A pilot sounds safe. It implies a bounded experiment, a friendly stakeholder, a little extra supervision, and a slide at the end that says whether the system was promising. That framing works when the AI is drafting summaries or helping an internal team search documentation. It breaks down when an agent can touch records, call tools, change files, query production-like data, or route work across a regulated process.
At that point, the important question is no longer “did the pilot look good?” It is: what exactly is this agent certified to do, under which conditions, with what evidence, and when does that certification expire?

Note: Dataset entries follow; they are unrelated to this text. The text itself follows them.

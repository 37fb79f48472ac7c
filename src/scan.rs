//! The association scan: filter, join, fit and write, per variant

use crate::{
    filter::{check_variant, SkipReason},
    join::SampleJoiner,
    model::{AssociationModel, ModelLoader},
    output::{AssociationResult, ResultSink, ResultWriter},
    partition::Partition,
    samples::load_sample_table,
    utils::{log_memory_usage, log_progress, Timer},
    validate_scan_config,
    vcf::{GenotypeSource, VcfSource},
    GwasError, GwasResult, ModelErrorPolicy, ScanConfig, VariantRecord, WorkerFailurePolicy,
};
use rayon::prelude::*;
use std::path::{Path, PathBuf};

/// Counters for one scan, or one partition of it
#[derive(Debug, Clone, Default, PartialEq, Eq)]
pub struct ScanStats {
    pub processed: usize,
    pub written: usize,
    pub skipped_not_snv: usize,
    pub skipped_no_dosage: usize,
    pub skipped_no_samples: usize,
    pub model_failures: usize,
}

impl ScanStats {
    fn record_skip(&mut self, reason: SkipReason) {
        match reason {
            SkipReason::NotBiallelicSnv => self.skipped_not_snv += 1,
            SkipReason::MissingDosage => self.skipped_no_dosage += 1,
            SkipReason::NoCompleteSamples => self.skipped_no_samples += 1,
        }
    }

    pub fn skipped(&self) -> usize {
        self.skipped_not_snv + self.skipped_no_dosage + self.skipped_no_samples
    }

    pub fn merge(&mut self, other: &ScanStats) {
        self.processed += other.processed;
        self.written += other.written;
        self.skipped_not_snv += other.skipped_not_snv;
        self.skipped_no_dosage += other.skipped_no_dosage;
        self.skipped_no_samples += other.skipped_no_samples;
        self.model_failures += other.model_failures;
    }

    pub fn log_summary(&self) {
        log::info!("Scan summary:");
        log::info!("  Variants processed: {}", self.processed);
        log::info!("  Results written: {}", self.written);
        log::info!("  Variants skipped: {}", self.skipped());
        log::info!("  Skipped INDEL/MULTI-ALLELIC: {}", self.skipped_not_snv);
        log::info!("  Skipped without dosage: {}", self.skipped_no_dosage);
        log::info!("  Skipped without complete samples: {}", self.skipped_no_samples);
        if self.model_failures > 0 {
            log::warn!(
                "  {} variants dropped after model failures",
                self.model_failures
            );
        }
    }
}

/// State of one scan worker: the loaded model, the shared join, and counters
pub struct ScanContext<'a> {
    label: String,
    joiner: &'a SampleJoiner<'a>,
    model: Box<dyn AssociationModel>,
    config: &'a ScanConfig,
    stats: ScanStats,
}

impl<'a> ScanContext<'a> {
    pub fn new(
        label: &str,
        joiner: &'a SampleJoiner<'a>,
        model: Box<dyn AssociationModel>,
        config: &'a ScanConfig,
    ) -> Self {
        ScanContext {
            label: label.to_string(),
            joiner,
            model,
            config,
            stats: ScanStats::default(),
        }
    }

    pub fn into_stats(self) -> ScanStats {
        self.stats
    }

    /// Filter, join and fit one variant, handing any result to the sink
    pub fn process<S: ResultSink + ?Sized>(
        &mut self,
        record: VariantRecord,
        sink: &mut S,
    ) -> GwasResult<()> {
        self.stats.processed += 1;
        let outcome = self.fit_variant(&record, sink);
        log_progress(
            &self.label,
            self.stats.processed,
            self.stats.written,
            self.config.progress_interval,
        );
        outcome
    }

    fn skip(&mut self, record: &VariantRecord, reason: SkipReason) {
        log::info!("{}: skipping {} {}", self.label, reason, record.locus());
        self.stats.record_skip(reason);
    }

    fn fit_variant<S: ResultSink + ?Sized>(
        &mut self,
        record: &VariantRecord,
        sink: &mut S,
    ) -> GwasResult<()> {
        if let Err(reason) = check_variant(record) {
            self.skip(record, reason);
            return Ok(());
        }

        let dosages = record.dosages.as_deref().unwrap_or_default();
        let table = self.joiner.join(dosages);
        if table.is_empty() {
            self.skip(record, SkipReason::NoCompleteSamples);
            return Ok(());
        }

        match self.model.fit(&table) {
            Ok(fit) => {
                sink.accept(AssociationResult::new(record, fit, table.n_rows()))?;
                self.stats.written += 1;
                Ok(())
            }
            Err(e) if e.is_fatal() || self.config.model_error_policy == ModelErrorPolicy::Abort => {
                Err(GwasError::ModelInvocation(format!(
                    "{} at {}",
                    e,
                    record.locus()
                )))
            }
            Err(e) => {
                log::warn!(
                    "{}: model failed at {}, skipping: {}",
                    self.label,
                    record.locus(),
                    e
                );
                self.stats.model_failures += 1;
                Ok(())
            }
        }
    }

    /// Process a whole variant stream
    pub fn run<I, S>(&mut self, variants: I, sink: &mut S) -> GwasResult<()>
    where
        I: Iterator<Item = GwasResult<VariantRecord>>,
        S: ResultSink + ?Sized,
    {
        for record in variants {
            self.process(record?, sink)?;
        }
        Ok(())
    }
}
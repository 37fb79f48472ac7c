//! Association result records and the output table writer

use crate::{model::ModelFit, utils::has_extension, GwasResult, VariantRecord};
use flate2::write::GzEncoder;
use flate2::Compression;
use serde::Serialize;
use std::fs::File;
use std::io::{BufWriter, Write};
use std::path::Path;

/// Output header, in column order
pub const OUTPUT_HEADER: [&str; 9] = ["CHR", "POS", "SNP", "REF", "ALT", "ESTIMATE", "SE", "P", "N"];

/// One output row per fitted variant
#[derive(Debug, Clone, PartialEq, Serialize)]
pub struct AssociationResult {
    pub chrom: String,
    pub pos: u64,
    pub id: String,
    pub ref_allele: String,
    pub alt_allele: String,
    pub estimate: f64,
    pub se: f64,
    pub p: f64,
    pub n: usize,
}

impl AssociationResult {
    pub fn new(record: &VariantRecord, fit: ModelFit, n: usize) -> Self {
        Self {
            chrom: record.chrom.clone(),
            pos: record.pos,
            id: record.id.clone(),
            ref_allele: record.ref_allele.clone(),
            alt_allele: record.alt_display(),
            estimate: fit.estimate,
            se: fit.se,
            p: fit.p,
            n,
        }
    }
}

/// Destination for results as the scan produces them
pub trait ResultSink {
    fn accept(&mut self, result: AssociationResult) -> GwasResult<()>;
}

/// Buffering sink: keeps a partition's results until the orchestrator
/// writes them in partition order
impl ResultSink for Vec<AssociationResult> {
    fn accept(&mut self, result: AssociationResult) -> GwasResult<()> {
        self.push(result);
        Ok(())
    }
}

enum OutputStream {
    Plain(BufWriter<File>),
    Gzip(GzEncoder<BufWriter<File>>),
}

impl Write for OutputStream {
    fn write(&mut self, buf: &[u8]) -> std::io::Result<usize> {
        match self {
            OutputStream::Plain(w) => w.write(buf),
            OutputStream::Gzip(w) => w.write(buf),
        }
    }

    fn flush(&mut self) -> std::io::Result<()> {
        match self {
            OutputStream::Plain(w) => w.flush(),
            OutputStream::Gzip(w) => w.flush(),
        }
    }
}

impl OutputStream {
    fn finish(self) -> std::io::Result<()> {
        match self {
            OutputStream::Plain(mut w) => w.flush(),
            OutputStream::Gzip(w) => w.finish()?.flush(),
        }
    }
}

/// Streaming sink: writes the space-delimited output table as results arrive.
/// Gzip-compressed when the path ends in `.gz`.
pub struct ResultWriter {
    writer: csv::Writer<OutputStream>,
    written: usize,
}

impl ResultWriter {
    /// Create the output file and write the header row
    pub fn create<P: AsRef<Path>>(path: P) -> GwasResult<Self> {
        let file = BufWriter::new(File::create(&path)?);
        let stream = if has_extension(&path, "gz") {
            OutputStream::Gzip(GzEncoder::new(file, Compression::default()))
        } else {
            OutputStream::Plain(file)
        };

        let mut writer = csv::WriterBuilder::new()
            .delimiter(b' ')
            .has_headers(false)
            .from_writer(stream);
        writer.write_record(OUTPUT_HEADER)?;

        Ok(ResultWriter { writer, written: 0 })
    }

    pub fn written(&self) -> usize {
        self.written
    }

    /// Flush and close the output, leaving a complete table on disk
    pub fn finish(self) -> GwasResult<()> {
        let stream = self
            .writer
            .into_inner()
            .map_err(|e| std::io::Error::new(e.error().kind(), e.error().to_string()))?;
        stream.finish()?;
        Ok(())
    }
}

impl ResultSink for ResultWriter {
    fn accept(&mut self, result: AssociationResult) -> GwasResult<()> {
        self.writer.serialize(&result)?;
        self.written += 1;
        Ok(())
    }
}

That is the argument behind a new June 2026 paper, [“Toward Pre-Deployment Assurance for Enterprise AI Agents”](https://arxiv.org/html/2606.04037v2). The authors propose a framework built around three ideas: an agent operational envelope, ontology-grounded scenario generation, and a machine-verifiable trust certificate. The paper is research, not an industry standard, and it should be read with the normal caution we apply to early frameworks. But the shape is right. Enterprise agents need a release artifact that looks less like a demo recap and more like a preflight certificate.
The operational envelope comes first
The most useful part of the proposal is the operational envelope. Before arguing about model scores, the organization has to define the space in which the agent is allowed to operate.

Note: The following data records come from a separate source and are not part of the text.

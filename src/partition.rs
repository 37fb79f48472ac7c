//! Division of the genome into contiguous regions for parallel scanning

use std::fmt;

/// A contig declared in the genotype source header
#[derive(Debug, Clone, PartialEq, Eq)]
pub struct Contig {
    pub name: String,
    pub length: Option<u64>,
}

/// A contiguous interval of one contig, 0-based and inclusive.
/// `end == None` runs to the end of the contig.
#[derive(Debug, Clone, PartialEq, Eq)]
pub struct Region {
    pub contig: String,
    pub start: u64,
    pub end: Option<u64>,
}

impl Region {
    pub fn whole(contig: &str) -> Self {
        Region {
            contig: contig.to_string(),
            start: 0,
            end: None,
        }
    }

    /// Whether a record starting at the 0-based position belongs to this region
    pub fn contains_start(&self, pos: u64) -> bool {
        pos >= self.start && self.end.map_or(true, |end| pos <= end)
    }
}

impl fmt::Display for Region {
    /// 1-based, samtools-style region string
    fn fmt(&self, f: &mut fmt::Formatter<'_>) -> fmt::Result {
        match self.end {
            Some(end) => write!(f, "{}:{}-{}", self.contig, self.start + 1, end + 1),
            None if self.start == 0 => write!(f, "{}", self.contig),
            None => write!(f, "{}:{}-", self.contig, self.start + 1),
        }
    }
}

/// The ordered set of regions assigned to one worker
#[derive(Debug, Clone, PartialEq, Eq)]
pub struct Partition {
    pub index: usize,
    pub regions: Vec<Region>,
}

impl Partition {
    fn new(index: usize) -> Self {
        Partition {
            index,
            regions: Vec::new(),
        }
    }
}

impl fmt::Display for Partition {
    fn fmt(&self, f: &mut fmt::Formatter<'_>) -> fmt::Result {
        let regions: Vec<String> = self.regions.iter().map(|r| r.to_string()).collect();
        write!(f, "partition {} [{}]", self.index, regions.join(","))
    }
}

/// Split contigs into at most `parts` partitions of roughly equal length.
///
/// Partitions follow header contig order and together cover every contig.
/// The last piece of each contig is open-ended, and contigs without a
/// declared length (or declared with length 0) are assigned whole to the
/// partition being filled.
pub fn partition_contigs(contigs: &[Contig], parts: usize) -> Vec<Partition> {
    let parts = parts.max(1);
    let total: u64 = contigs.iter().filter_map(|c| c.length).sum();

    if parts == 1 || total == 0 {
        let regions = contigs.iter().map(|c| Region::whole(&c.name)).collect();
        return vec![Partition { index: 0, regions }];
    }

    let share = total.div_ceil(parts as u64).max(1);
    let mut partitions = Vec::new();
    let mut current = Partition::new(0);
    let mut filled = 0u64;

    for contig in contigs {
        let length = match contig.length {
            Some(length) if length > 0 => length,
            _ => {
                current.regions.push(Region::whole(&contig.name));
                continue;
            }
        };

        let mut start = 0u64;
        while start < length {
            // the final partition absorbs whatever remains
            let capacity = if partitions.len() + 1 < parts {
                share - filled
            } else {
                u64::MAX
            };
            let take = (length - start).min(capacity);
            let last_piece = start + take == length;
            current.regions.push(Region {
                contig: contig.name.clone(),
                start,
                end: if last_piece { None } else { Some(start + take - 1) },
            });
            start += take;
            filled += take;

            if filled == share && partitions.len() + 1 < parts {
                let index = current.index + 1;
                partitions.push(std::mem::replace(&mut current, Partition::new(index)));
                filled = 0;
            }
        }
    }

    if !current.regions.is_empty() {
        partitions.push(current);
    }

    partitions
}
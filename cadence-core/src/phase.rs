use serde::{Deserialize, Serialize};

use crate::stimulus::InstructionKind;

/// The five parts of one rhythmic-paradigm block, in execution order. The key
/// set is closed; `ORDERED` is the only sequence blocks ever run.
#[derive(Debug, Clone, Copy, PartialEq, Eq, PartialOrd, Ord, Serialize, Deserialize)]
#[serde(rename_all = "snake_case")]
pub enum BlockPart {
    RestPre,
    CuedMovement,
    RestInstruction,
    InternalMovement,
    RestPost,
}

impl BlockPart {
    pub const ORDERED: [BlockPart; 5] = [
        BlockPart::RestPre,
        BlockPart::CuedMovement,
        BlockPart::RestInstruction,
        BlockPart::InternalMovement,
        BlockPart::RestPost,
    ];

    /// Only the externally-cued movement part emits a cue train; every other
    /// part is a plain timed wait.
    pub fn emits_cues(self) -> bool {
        matches!(self, BlockPart::CuedMovement)
    }

    pub fn instruction(self) -> InstructionKind {
        match self {
            BlockPart::CuedMovement => InstructionKind::FollowCue,
            BlockPart::InternalMovement => InstructionKind::InternalRhythm,
            BlockPart::RestPre | BlockPart::RestInstruction | BlockPart::RestPost => {
                InstructionKind::Rest
            }
        }
    }
}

That means writing down the agent’s authorized actions, domain scope, safety properties, governance constraints, and autonomy level. In plain English: what can it do, where can it reason, what must never happen, which rules bind it, and how independently may it act?
This is different from a prompt. A prompt asks the model to behave. An envelope gives the business a reviewable contract around behavior. It should include things like:
- the exact agent version, model, prompt, tools, connectors, and policy bundle;
- the data domains it may access;
- the actions it may take without approval;
- the actions that always require escalation;
- invariants such as “never disclose this filing status to the subject” or “never modify a record without a traceable source”; and
- the events that invalidate the certificate, such as a model change, new connector, policy update, or schema migration.

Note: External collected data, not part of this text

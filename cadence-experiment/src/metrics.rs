use cadence_core::{GoNogoLog, GoNogoMetrics, TrialOutcome, TrialRecord};

/// Aggregate hit/commission rates and mean reaction times from a finished
/// (or aborted) Go/No-Go log. Pure function; any metric whose denominator is
/// empty comes back as `None`.
pub fn compute_go_nogo_metrics<C>(log: &GoNogoLog<C>) -> GoNogoMetrics {
    let go: Vec<&TrialRecord> = log.trials().filter(|t| t.is_go).collect();
    let nogo: Vec<&TrialRecord> = log.trials().filter(|t| !t.is_go).collect();

    let hits: Vec<&TrialRecord> = go
        .iter()
        .copied()
        .filter(|t| t.outcome == TrialOutcome::Hit)
        .collect();
    let commissions: Vec<&TrialRecord> = nogo
        .iter()
        .copied()
        .filter(|t| t.outcome == TrialOutcome::CommissionError)
        .collect();

    GoNogoMetrics {
        go_hit_percent: percent(hits.len(), go.len()),
        nogo_commission_percent: percent(commissions.len(), nogo.len()),
        mean_rt_go_hit: mean_reaction_time(hits.iter().copied()),
        mean_rt_nogo_commission: mean_reaction_time(commissions.iter().copied()),
    }
}

fn percent(numerator: usize, denominator: usize) -> Option<f64> {
    if denominator == 0 {
        return None;
    }
    Some(numerator as f64 / denominator as f64 * 100.0)
}

fn mean_reaction_time<'a>(trials: impl Iterator<Item = &'a TrialRecord>) -> Option<f64> {
    let rts: Vec<f64> = trials
        .map(|t| t.reaction_time_s)
        .filter(|rt| rt.is_finite())
        .collect();
    if rts.is_empty() {
        return None;
    }
    Some(rts.iter().sum::<f64>() / rts.len() as f64)
}

#[cfg(test)]
mod tests {
    use super::*;
    use cadence_core::{BlockRecord, RunMeta, TimestampPair, TrialSpec};
    use chrono::Local;

    fn pair(elapsed_s: f64) -> TimestampPair {
        TimestampPair::new(Local::now(), elapsed_s)
    }

    fn trial(index: usize, digit: u8, is_go: bool, response_delay_s: Option<f64>) -> TrialRecord {
        let onset = pair(index as f64);
        let mut record = TrialRecord::at_onset(index, TrialSpec { digit, is_go }, onset);
        record.resolve(response_delay_s.map(|d| pair(onset.elapsed_s + d)));
        record
    }

    fn log_with(trials: Vec<TrialRecord>) -> GoNogoLog<()> {
        let mut log = GoNogoLog::new(RunMeta::new("GoNoGo", ""), ());
        let mut block = BlockRecord::begin(1, pair(0.0));
        block.trials = trials;
        log.blocks.push(block);
        log
    }

    #[test]
    fn rates_and_reaction_times() {
        let log = log_with(vec![
            trial(1, 1, true, Some(0.30)),
            trial(2, 2, true, Some(0.50)),
            trial(3, 3, true, None),
            trial(4, 9, false, None),
            trial(5, 9, false, Some(0.20)),
        ]);
        let metrics = compute_go_nogo_metrics(&log);

        let hit = metrics.go_hit_percent.expect("go trials exist");
        assert!((hit - 200.0 / 3.0).abs() < 1e-9);
        let commission = metrics.nogo_commission_percent.expect("nogo trials exist");
        assert!((commission - 50.0).abs() < 1e-9);
        let mean_rt = metrics.mean_rt_go_hit.expect("hits exist");
        assert!((mean_rt - 0.40).abs() < 1e-9);
        let mean_commission_rt = metrics.mean_rt_nogo_commission.expect("commissions exist");
        assert!((mean_commission_rt - 0.20).abs() < 1e-9);
    }

    #[test]
    fn empty_denominators_are_unavailable() {
        let metrics = compute_go_nogo_metrics(&log_with(vec![]));
        assert_eq!(metrics.go_hit_percent, None);
        assert_eq!(metrics.nogo_commission_percent, None);
        assert_eq!(metrics.mean_rt_go_hit, None);
        assert_eq!(metrics.mean_rt_nogo_commission, None);
    }

    #[test]
    fn misses_do_not_contribute_reaction_times() {
        let log = log_with(vec![trial(1, 1, true, None), trial(2, 9, false, None)]);
        let metrics = compute_go_nogo_metrics(&log);
        assert_eq!(metrics.go_hit_percent, Some(0.0));
        assert_eq!(metrics.mean_rt_go_hit, None);
        assert_eq!(metrics.nogo_commission_percent, Some(0.0));
    }
}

The point is not to make the agent perfectly safe by documentation. The point is to make the release surface explicit enough that engineering, security, legal, and operations are not each imagining a different system.
Scenario evidence has to look like the real workplace
A certificate is only as credible as the scenarios behind it. This is where many agent evaluations still feel too clean.
Real work does not arrive as a tidy prompt with three attached files. It sits in a messy workspace: old drafts, confusing folders, spreadsheets with informal conventions, PDFs with important footnotes, stale exports, implicit dependencies, and a human expectation that the agent will know which artifact matters.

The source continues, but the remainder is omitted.